A Comparison of Rapid Equilibrium Dialysis with Biocompatible Solid Phase Microextraction for Plasma Protein Binding Determination using LC-MS/MS
Candace Price₁; Emily Taylor₂; Chad Christianson₂; Olga Shimelis₁; Katherine Stenerson₁; Neil Spooner_3
1MilliporeSigma, Bellefonte, PA, USA; ₂Alturas Analytics, Inc., Moscow, ID, USA; ₃Spooner Bioanalytical Solutions, Hertford, UK

Introduction
Determination of protein binding levels and free circulating drug in biological systems is important in establishing pharmacokinetic activity.
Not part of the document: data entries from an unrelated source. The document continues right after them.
//! Shared conversion factors and calibration constants for the translation pipeline.

/// Points per CSS pixel (96 DPI assumption, matching every modern browser).
pub const PT_PER_PX: f64 = 0.75;
/// CSS pixels per inch.
pub const PX_PER_IN: f64 = 96.0;
/// English Metric Units per inch, the unit PowerPoint's layout interface uses.
pub const EMU_PER_IN: f64 = 914_400.0;
/// Points per inch.
pub const PT_PER_IN: f64 = 72.0;

/// Body overflow of up to this many pixels is tolerated before becoming a
/// validation error.
pub const OVERFLOW_TOLERANCE_PX: f64 = 1.0;

/// Slide-layout-vs-body-size mismatch of up to this many inches is tolerated.
pub const LAYOUT_MISMATCH_TOLERANCE_IN: f64 = 0.1;

/// Text boxes with a font size above this (in points) are checked against the
/// bottom-margin rule.
pub const TEXT_NEAR_BOTTOM_FONT_SIZE_PT: f64 = 12.0;

/// Minimum clearance, in inches, a large-font text box must keep from the
/// slide's bottom edge.
pub const TEXT_NEAR_BOTTOM_MARGIN_IN: f64 = 0.5;

/// Calibration constant for the single-line text width expansion the emitter
/// applies to compensate for the downstream renderer's systematic width
/// underestimation. A different renderer may need a different factor, or
/// none (spec Open Question) — kept as a named constant rather than inlined
/// so that day is a one-line change.
pub const SINGLE_LINE_WIDTH_EXPANSION: f64 = 0.02;

/// Font families that are single-weight: the renderer has no bold variant for
/// them, so bold emission is suppressed even when the computed weight says
/// otherwise.
pub const SINGLE_WEIGHT_FONT_FAMILIES: &[&str] = &["impact"];

/// Manual bullet glyphs that must not appear at the start of non-`<li>` text.
pub const MANUAL_BULLET_GLYPHS: &[char] =
    &['•', '-', '*', '▪', '▸', '○', '●', '◆', '◇', '■', '□'];

/// Inline formatting tags recognised by the run flattener and by the
/// inline-text-container whitelist.
pub const INLINE_TEXT_WHITELIST: &[&str] =
    &["span", "b", "strong", "i", "em", "u", "code", "br", "small", "sup", "sub", "a"];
The portion of drug that binds to protein within the body is rendered inactive and unavailable to work against the intended target of the drug. In this study, a comparison was performed between a novel sample preparation technique utilizing BioSPME (biocompatible solid phase microextraction) technology and RED (rapid equilibrium dialysis), which is considered the gold standard technique for plasma protein binding level determination. All experimental samples were analyzed via LC-MS/MS. Advantages of the BioSPME technique over current methodologies with respect to sample preparation time and workflow simplification will be presented, as well as a comparison of data accuracy and reproducibility.

Methods
The BioSPME devices utilized in this experiment were in 96-pin array format with a C18 functionalized particle coating. The 96-pin array was preconditioned by exposure to 2-propanol for 20 min. Analyte extractions were accomplished via direct immersion of the 96-pin array into spiked plasma and buffer samples for 30 minutes with agitation and heat at 37°C. Analytes were recovered via desorption within organic solvent. The RED device wells were loaded with buffer and spiked plasma samples and incubated for 4 hours with agitation and heat at 37°C. A subsequent protein precipitation was performed prior to analysis. All samples prepared by either the BioSPME or the RED techniques were analyzed using a SCIEX 5500 QTRAP® equipped with a Shimadzu HPLC system.

Preliminary Data
Free fraction concentrations of 3 compounds in human plasma (carbamazepine, rivaroxaban and apixaban) spiked at 100 ng/ml and 10 ng/mL were determined using either BioSPME or RED sample preparation methodology with analyses via LC-MS/MS. Good extraction efficiencies were achieved for all compounds as acceptable sensitivity of the LC-MS/MS method was observed for the studied spiking levels. All compounds showed comparable results in terms of protein binding values when comparing BioSPME and the RED technique versus accepted literature values. Using either the BioSPME or the RED technique, good precision out of plasma and buffer was demonstrated with %RSD values less than 15% for all compounds tested. The novel technique employing BioSPME within this study shows a reduction in sample processing time to just over one hour, compared with over 6 hours using the RED technique. These results show that the BioSPME 96-pin array technique offers good potential as a fast, simple method for the quantitation of plasma protein binding levels and is a viable alternative to RED and other techniques used in protein binding studies.

Novel Aspect
Biocompatible solid phase microextraction offers a faster and simpler sample preparation approach for determination of plasma protein binding via LC-MS/MS.